# Data for the task
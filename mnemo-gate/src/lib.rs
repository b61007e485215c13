//! MNEMO Gate - Validation and Access Control
//!
//! Every identifier, free-text payload, metadata map, query, and filter
//! set passes through this crate before it reaches the cache or the pool.
//! The gate enforces a department-based access matrix, strips dangerous
//! markup, caps payload sizes, and emits structured security events.
//!
//! Sanitization is fail-closed and idempotent: unknown operations are
//! denied, and re-sanitizing already-clean text is a no-op.

pub mod access;
pub mod events;
pub mod filters;
pub mod metadata;
pub mod query;
pub mod sanitize;

pub use access::{AccessDecision, AccessLevel, AccessPolicy, Operation};
pub use events::{log_security_event, SecurityEventKind};
pub use filters::validate_filters;
pub use metadata::validate_metadata;
pub use query::{validate_query, validate_task_type};
pub use sanitize::{sanitize_content, ContentKind};

use mnemo_core::ValidationError;
use uuid::Uuid;

/// Validate an agent identifier string. Agent ids are UUIDs.
pub fn validate_agent_id(agent_id: &str) -> Result<Uuid, ValidationError> {
    Uuid::parse_str(agent_id).map_err(|_| ValidationError::InvalidIdentifier {
        field: "agent_id".to_string(),
    })
}

#[cfg(test)]
mod tests {
    use super::*;

    #[test]
    fn test_validate_agent_id_accepts_uuid() {
        let id = Uuid::now_v7();
        assert_eq!(validate_agent_id(&id.to_string()).unwrap(), id);
    }

    #[test]
    fn test_validate_agent_id_rejects_garbage() {
        assert!(validate_agent_id("not-a-uuid").is_err());
        assert!(validate_agent_id("").is_err());
        assert!(validate_agent_id("12345").is_err());
    }
}
//! Pool factory.
//!
//! Shares one `PoolManager` per distinct `(dsn, tuning)` configuration so
//! repeated requests for the same target reuse a single pool instead of
//! creating new pools per caller. The factory is an explicitly constructed
//! object held by the composition root, not a module-level global.

use crate::config::PoolConfig;
use crate::manager::{PoolManager, PoolStatus};
use crate::monitor::MonitorConfig;
use dashmap::DashMap;
use mnemo_core::StoreError;
use std::collections::HashMap;
use std::sync::Arc;

/// Creates and caches pool managers keyed by backing configuration.
#[derive(Default)]
pub struct PoolFactory {
    pools: DashMap<String, Arc<PoolManager>>,
    // Serializes pool creation so two concurrent first requests for the
    // same key build exactly one pool.
    create_lock: tokio::sync::Mutex<()>,
}

impl PoolFactory {
    pub fn new() -> Self {
        Self::default()
    }

    /// Get the shared pool for this configuration, connecting it on first
    /// use. Connection failure propagates and nothing is cached.
    pub async fn get_pool(
        &self,
        config: PoolConfig,
        monitor_config: MonitorConfig,
    ) -> Result<Arc<PoolManager>, StoreError> {
        let key = config.cache_key();
        if let Some(pool) = self.pools.get(&key) {
            return Ok(Arc::clone(&pool));
        }

        let _guard = self.create_lock.lock().await;
        // Re-check: another caller may have connected while we waited.
        if let Some(pool) = self.pools.get(&key) {
            return Ok(Arc::clone(&pool));
        }

        let manager = Arc::new(PoolManager::connect(config, monitor_config).await?);
        self.pools.insert(key, Arc::clone(&manager));
        Ok(manager)
    }

    /// Number of distinct pools currently managed.
    pub fn len(&self) -> usize {
        self.pools.len()
    }

    pub fn is_empty(&self) -> bool {
        self.pools.is_empty()
    }

    /// Status of every managed pool, keyed by DSN-derived cache key.
    pub fn stats_all(&self) -> HashMap<String, PoolStatus> {
        self.pools
            .iter()
            .map(|entry| (entry.key().clone(), entry.value().status()))
            .collect()
    }

    /// Close every managed pool and forget it.
    pub async fn close_all(&self) {
        let keys: Vec<String> = self.pools.iter().map(|e| e.key().clone()).collect();
        for key in keys {
            if let Some((_, pool)) = self.pools.remove(&key) {
                pool.close().await;
            }
        }
    }
}
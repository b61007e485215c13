//! The routing coordinator.
//!
//! Every operation follows the same pipeline: gate validation ->
//! cache-aside read (where applicable) -> provider call behind the
//! health check -> fault classification on any error. Providers that
//! fail are marked unhealthy and probed for recovery in the background;
//! unhealthy providers short-circuit to a structured fallback reply.

use crate::classifier::{ErrorRecord, ErrorStatistics, FaultClassifier};
use crate::metrics::{PerformanceMetrics, PerformanceSnapshot, RoutingStats, RoutingSnapshot};
use crate::providers::{HistoryProvider, KnowledgeProvider, LearningProvider, ProviderKind};
use crate::response::{
    HealthReport, HistoryLogOutcome, HistoryOutcome, RecommendationsOutcome, RetrieveOutcome,
    RouteReply, SearchOutcome, StoreOutcome,
};
use chrono::Utc;
use dashmap::DashMap;
use futures_util::future::BoxFuture;
use mnemo_cache::{keys, CacheRegistry, RegistryStats, Sweeper, SweeperConfig};
use mnemo_core::constants::{
    DEFAULT_HISTORY_LIMIT, DEFAULT_SEARCH_TOP_K, RETRIEVE_CACHE_TTL_SECS, SEARCH_CACHE_TTL_SECS,
};
use mnemo_core::{AgentId, HealthStatus, MnemoError, SecurityError, ValidationError};
use mnemo_gate::{
    log_security_event, sanitize_content, validate_agent_id, validate_filters, validate_metadata,
    validate_query, validate_task_type, AccessPolicy, ContentKind, SecurityEventKind,
};
use mnemo_pool::{PoolManager, PoolStatus};
use serde::Serialize;
use serde_json::{Map, Value};
use std::collections::HashMap;
use std::sync::{Arc, Mutex};
use std::time::{Duration, Instant};

// ============================================================================
// CONFIGURATION
// ============================================================================

/// Router tuning knobs.
#[derive(Debug, Clone)]
pub struct RouterConfig {
    /// TTL for cached retrieve results (default: 1 hour)
    pub retrieve_ttl: Duration,

    /// TTL for cached similarity-search results (default: 15 minutes)
    pub search_ttl: Duration,
}

impl Default for RouterConfig {
    fn default() -> Self {
        Self {
            retrieve_ttl: Duration::from_secs(RETRIEVE_CACHE_TTL_SECS),
            search_ttl: Duration::from_secs(SEARCH_CACHE_TTL_SECS),
        }
    }
}

impl RouterConfig {
    /// Create a RouterConfig from environment variables.
    ///
    /// # Environment Variables
    /// - `MNEMO_RETRIEVE_CACHE_TTL_SECS`: retrieve result TTL (default: 3600)
    /// - `MNEMO_SEARCH_CACHE_TTL_SECS`: search result TTL (default: 900)
    pub fn from_env() -> Self {
        let retrieve_ttl = Duration::from_secs(
            std::env::var("MNEMO_RETRIEVE_CACHE_TTL_SECS")
                .ok()
                .and_then(|s| s.parse().ok())
                .unwrap_or(RETRIEVE_CACHE_TTL_SECS),
        );
        let search_ttl = Duration::from_secs(
            std::env::var("MNEMO_SEARCH_CACHE_TTL_SECS")
                .ok()
                .and_then(|s| s.parse().ok())
                .unwrap_or(SEARCH_CACHE_TTL_SECS),
        );
        Self {
            retrieve_ttl,
            search_ttl,
        }
    }
}

/// The identity on whose behalf an operation runs. When absent, the call
/// is trusted (internal) and skips the access matrix.
#[derive(Debug, Clone)]
pub struct Caller {
    pub id: AgentId,
    pub department: String,
}

/// Cache statistics enriched with the router-level hit counters.
#[derive(Debug, Clone, Serialize)]
pub struct CacheStatsReport {
    pub registry: RegistryStats,
    pub cache_hits: u64,
    pub cache_misses: u64,
    pub hit_rate: f64,
}

// ============================================================================
// ROUTER
// ============================================================================

/// Central coordinator for all memory operations.
pub struct Router {
    config: RouterConfig,
    policy: AccessPolicy,
    registry: Arc<CacheRegistry>,
    pool: Option<Arc<PoolManager>>,
    knowledge: Arc<dyn KnowledgeProvider>,
    history: Arc<dyn HistoryProvider>,
    learning: Arc<dyn LearningProvider>,
    provider_health: Arc<DashMap<ProviderKind, bool>>,
    classifier: FaultClassifier,
    routing: RoutingStats,
    performance: PerformanceMetrics,
    sweeper: Mutex<Option<Sweeper>>,
}
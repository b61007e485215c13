//! Error classification taxonomy
//!
//! Closed category and severity enums used by the fault classifier.
//! Keeping the taxonomy closed (rather than matching on arbitrary error
//! types at call sites) guarantees every fault maps to exactly one
//! `category:severity` pair.

use serde::{Deserialize, Serialize};
use std::fmt;

/// Error categories for classification and counting.
#[derive(Debug, Clone, Copy, PartialEq, Eq, Hash, Serialize, Deserialize)]
#[serde(rename_all = "lowercase")]
pub enum ErrorCategory {
    Database,
    Validation,
    Security,
    Network,
    System,
}

/// Error severity levels.
#[derive(Debug, Clone, Copy, PartialEq, Eq, Hash, PartialOrd, Ord, Serialize, Deserialize)]
#[serde(rename_all = "lowercase")]
pub enum ErrorSeverity {
    Low,
    Medium,
    High,
    Critical,
}

impl fmt::Display for ErrorCategory {
    fn fmt(&self, f: &mut fmt::Formatter<'_>) -> fmt::Result {
        let s = match self {
            ErrorCategory::Database => "database",
            ErrorCategory::Validation => "validation",
            ErrorCategory::Security => "security",
            ErrorCategory::Network => "network",
            ErrorCategory::System => "system",
        };
        write!(f, "{}", s)
    }
}

impl fmt::Display for ErrorSeverity {
    fn fmt(&self, f: &mut fmt::Formatter<'_>) -> fmt::Result {
        let s = match self {
            ErrorSeverity::Low => "low",
            ErrorSeverity::Medium => "medium",
            ErrorSeverity::High => "high",
            ErrorSeverity::Critical => "critical",
        };
        write!(f, "{}", s)
    }
}
//! MNEMO Pool - Pooled Connection Manager
//!
//! PostgreSQL connection pooling built on deadpool-postgres, with:
//!
//! - scoped acquisition (commit on success, rollback on error, connection
//!   always returned to the pool),
//! - usage statistics (checkout, error, and query-time counters),
//! - a background health monitor that flips a healthy/unhealthy flag after
//!   a threshold of consecutive probe failures,
//! - a factory that shares one pool per distinct backing configuration.
//!
//! Checkout waits are bounded by the configured timeout; a saturated pool
//! yields a typed pool-exhaustion error rather than hanging.

pub mod config;
pub mod factory;
pub mod manager;
pub mod monitor;
pub mod stats;

pub use config::PoolConfig;
pub use factory::PoolFactory;
pub use manager::{PoolManager, PoolStatus};
pub use monitor::{HealthMonitor, HealthSnapshot, MonitorConfig};
pub use stats::{PoolStats, PoolStatsSnapshot};
#[tokio::test]
async fn test_script_payload_sanitized_before_store() {
    let f = fixture();
    let reply = f
        .router
        .store(&agent(), "unstructured", "hi<script>x</script>", None, None)
        .await;
    assert!(reply.is_success());
}

#[tokio::test]
async fn test_metrics_and_stats_surfaces() {
    let f = fixture();
    let a = agent();
    f.router.retrieve(&a, "q", None, None, None).await;
    f.router.retrieve(&a, "q", None, None, None).await;

    let perf = f.router.performance_metrics();
    assert_eq!(perf.total_operations, 2);

    let cache_stats = f.router.cache_stats();
    assert_eq!(cache_stats.cache_hits, 1);
    assert_eq!(cache_stats.cache_misses, 1);
    assert!((cache_stats.hit_rate - 0.5).abs() < f64::EPSILON);
    assert!(cache_stats.registry.summary.total_entries >= 1);

    f.router.reset_metrics();
    assert_eq!(f.router.routing_stats().total_requests, 0);
    assert_eq!(f.router.performance_metrics().total_operations, 0);
}

#[tokio::test]
async fn test_shutdown_stops_sweeper() {
    let f = fixture();
    f.router.start_sweeper(SweeperConfig {
        interval: Duration::from_millis(20),
        retry_backoff: Duration::from_millis(10),
    });
    tokio::time::sleep(Duration::from_millis(50)).await;
    // Must return promptly with the sweeper loop joined.
    f.router.shutdown().await;
}
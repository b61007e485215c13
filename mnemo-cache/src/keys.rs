//! Deterministic cache key construction.
//!
//! Keys embed `agent:{id}` and `type:{kind}` facets so pattern-based
//! invalidation can target everything a write affects. Free-form request
//! parts (queries, filter sets) are folded in through a canonical SHA-256
//! content hash: `serde_json` serializes object keys in sorted order, so
//! logically identical filter maps hash identically regardless of how the
//! caller assembled them.

use mnemo_core::compute_content_hash;
use serde_json::Value;

/// Hex length kept from the full SHA-256 digest. Collisions at this
/// length are vanishingly unlikely for cache-sized keyspaces.
const HASH_PREFIX_LEN: usize = 16;

/// Canonical content hash of an arbitrary JSON value.
pub fn hash_content(value: &Value) -> String {
    let serialized = value.to_string();
    hash_text(&serialized)
}

/// Canonical content hash of a string.
pub fn hash_text(text: &str) -> String {
    let digest = compute_content_hash(text.as_bytes());
    let mut hex = hex::encode(digest);
    hex.truncate(HASH_PREFIX_LEN);
    hex
}

/// Key for a stored knowledge entry.
pub fn knowledge_key(agent_id: &str, kind: &str, content_hash: &str) -> String {
    format!("knowledge:agent:{agent_id}:type:{kind}:hash:{content_hash}")
}

/// Key for a retrieve query result.
pub fn retrieve_key(agent_id: &str, kind: &str, query: &str, filters: &Value) -> String {
    format!(
        "retrieve:agent:{agent_id}:type:{kind}:query:{}:filters:{}",
        hash_text(query),
        hash_content(filters)
    )
}

/// Key for a history query result.
pub fn history_key(agent_id: &str, kind: &str, filters: &Value) -> String {
    format!(
        "history:agent:{agent_id}:type:{kind}:filters:{}",
        hash_content(filters)
    )
}

/// Key for learning insights.
pub fn learning_key(agent_id: &str, task_type: &str) -> String {
    format!("learning:agent:{agent_id}:task:{task_type}")
}

/// Key for a similarity-search result.
pub fn similarity_key(query: &str, top_k: usize, filters: &Value) -> String {
    format!(
        "similarity:query:{}:k:{top_k}:filters:{}",
        hash_text(query),
        hash_content(filters)
    )
}

#[cfg(test)]
mod tests {
    use super::*;
    use serde_json::json;

    #[test]
    fn test_hash_is_stable_and_short() {
        let h1 = hash_text("hello world");
        let h2 = hash_text("hello world");
        assert_eq!(h1, h2);
        assert_eq!(h1.len(), HASH_PREFIX_LEN);
    }

    #[test]
    fn test_hash_is_order_independent_for_objects() {
        // serde_json maps are sorted, so construction order is irrelevant.
        let a = json!({"limit": 10, "agent_id": "x", "success": true});
        let b = json!({"success": true, "limit": 10, "agent_id": "x"});
        assert_eq!(hash_content(&a), hash_content(&b));
    }

    #[test]
    fn test_different_filters_hash_differently() {
        let a = json!({"limit": 10});
        let b = json!({"limit": 11});
        assert_ne!(hash_content(&a), hash_content(&b));
    }

    #[test]
    fn test_keys_embed_invalidation_facets() {
        let key = retrieve_key("a1", "unstructured", "hello", &json!({}));
        assert!(key.contains("agent:a1"));
        assert!(key.contains("type:unstructured"));

        let key = knowledge_key("a1", "report", "abc123");
        assert!(key.starts_with("knowledge:agent:a1:type:report:"));
    }

    #[test]
    fn test_identical_requests_map_to_one_key() {
        let k1 = similarity_key("find widgets", 5, &json!({"success": true, "limit": 3}));
        let k2 = similarity_key("find widgets", 5, &json!({"limit": 3, "success": true}));
        assert_eq!(k1, k2);
        let k3 = similarity_key("find widgets", 6, &json!({"limit": 3, "success": true}));
        assert_ne!(k1, k3);
    }
}
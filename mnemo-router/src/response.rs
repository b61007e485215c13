//! Router response types.
//!
//! Every router operation returns an explicit tagged reply rather than a
//! loosely-shaped map: callers dispatch on the variant, and the serialized
//! form carries a `status` discriminant (`success`, `agent_unavailable`,
//! or `error`).

use mnemo_cache::RegistryStats;
use mnemo_core::{EntryId, ErrorCategory, ErrorSeverity, HealthCheck, Timestamp};
use mnemo_pool::PoolStatus;
use serde::Serialize;
use serde_json::Value;
use std::collections::HashMap;

use crate::metrics::{PerformanceSnapshot, RoutingSnapshot};

/// Classification details attached to every error response.
#[derive(Debug, Clone, PartialEq, Serialize)]
pub struct ErrorDetails {
    pub category: ErrorCategory,
    pub severity: ErrorSeverity,
    pub retry_recommended: bool,
    #[serde(skip_serializing_if = "Option::is_none")]
    pub retry_delay_seconds: Option<u64>,
}

/// Uniform error payload produced by the fault classifier.
#[derive(Debug, Clone, PartialEq, Serialize)]
pub struct ErrorResponse {
    pub error_type: String,
    pub message: String,
    pub details: ErrorDetails,
    pub timestamp: Timestamp,
}

/// Reply envelope for every router operation.
#[derive(Debug, Clone, Serialize)]
#[serde(tag = "status", rename_all = "snake_case")]
pub enum RouteReply<T> {
    Success {
        #[serde(flatten)]
        data: T,
    },
    AgentUnavailable {
        provider: String,
        message: String,
        fallback_used: bool,
    },
    Error {
        #[serde(flatten)]
        error: ErrorResponse,
    },
}

impl<T> RouteReply<T> {
    pub fn success(data: T) -> Self {
        RouteReply::Success { data }
    }

    pub fn unavailable(provider: impl std::fmt::Display) -> Self {
        RouteReply::AgentUnavailable {
            provider: provider.to_string(),
            message: format!("{} provider is currently unavailable", provider),
            fallback_used: true,
        }
    }

    pub fn error(error: ErrorResponse) -> Self {
        RouteReply::Error { error }
    }

    pub fn is_success(&self) -> bool {
        matches!(self, RouteReply::Success { .. })
    }

    pub fn is_fallback(&self) -> bool {
        matches!(self, RouteReply::AgentUnavailable { .. })
    }

    pub fn is_error(&self) -> bool {
        matches!(self, RouteReply::Error { .. })
    }
}

/// Outcome of a successful store.
#[derive(Debug, Clone, Serialize)]
pub struct StoreOutcome {
    pub entry_id: EntryId,
    pub message: String,
}

/// Outcome of a successful retrieve.
#[derive(Debug, Clone, Serialize)]
pub struct RetrieveOutcome {
    pub results: Vec<Value>,
    pub from_cache: bool,
}

/// Outcome of a successful similarity search.
#[derive(Debug, Clone, Serialize)]
pub struct SearchOutcome {
    pub results: Vec<Value>,
    pub total_results: usize,
    pub from_cache: bool,
}

/// Outcome of a successful history write.
#[derive(Debug, Clone, Serialize)]
pub struct HistoryLogOutcome {
    pub id: EntryId,
}

/// Outcome of a successful history read.
#[derive(Debug, Clone, Serialize)]
pub struct HistoryOutcome {
    pub results: Vec<Value>,
}

/// Outcome of a successful recommendations call.
#[derive(Debug, Clone, Serialize)]
pub struct RecommendationsOutcome {
    pub recommendations: Vec<Value>,
}

/// Aggregate health surface exposed to the operational layer.
#[derive(Debug, Clone, Serialize)]
pub struct HealthReport {
    pub overall_healthy: bool,
    pub providers: HashMap<String, HealthCheck>,
    #[serde(skip_serializing_if = "Option::is_none")]
    pub pool: Option<PoolStatus>,
    pub cache: RegistryStats,
    pub performance: PerformanceSnapshot,
    pub routing: RoutingSnapshot,
    pub timestamp: Timestamp,
}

# Requirement
Give back the records word for word. Start at the first line, end at the line containing "pool instead of", and include both.

# Result
filename mnemo-gate/src/lib.rs
repository b61007e485215c13
//! MNEMO Gate - Validation and Access Control
//!
//! Every identifier, free-text payload, metadata map, query, and filter
//! set passes through this crate before it reaches the cache or the pool.
//! The gate enforces a department-based access matrix, strips dangerous
//! markup, caps payload sizes, and emits structured security events.
//!
//! Sanitization is fail-closed and idempotent: unknown operations are
//! denied, and re-sanitizing already-clean text is a no-op.

pub mod access;
pub mod events;
pub mod filters;
pub mod metadata;
pub mod query;
pub mod sanitize;

pub use access::{AccessDecision, AccessLevel, AccessPolicy, Operation};
pub use events::{log_security_event, SecurityEventKind};
pub use filters::validate_filters;
pub use metadata::validate_metadata;
pub use query::{validate_query, validate_task_type};
pub use sanitize::{sanitize_content, ContentKind};

use mnemo_core::ValidationError;
use uuid::Uuid;

/// Validate an agent identifier string. Agent ids are UUIDs.
pub fn validate_agent_id(agent_id: &str) -> Result<Uuid, ValidationError> {
    Uuid::parse_str(agent_id).map_err(|_| ValidationError::InvalidIdentifier {
        field: "agent_id".to_string(),
    })
}

#[cfg(test)]
mod tests {
    use super::*;

    #[test]
    fn test_validate_agent_id_accepts_uuid() {
        let id = Uuid::now_v7();
        assert_eq!(validate_agent_id(&id.to_string()).unwrap(), id);
    }

    #[test]
    fn test_validate_agent_id_rejects_garbage() {
        assert!(validate_agent_id("not-a-uuid").is_err());
        assert!(validate_agent_id("").is_err());
        assert!(validate_agent_id("12345").is_err());
    }
}
//! Pool factory.
//!
//! Shares one `PoolManager` per distinct `(dsn, tuning)` configuration so
//! repeated requests for the same target reuse a single pool instead of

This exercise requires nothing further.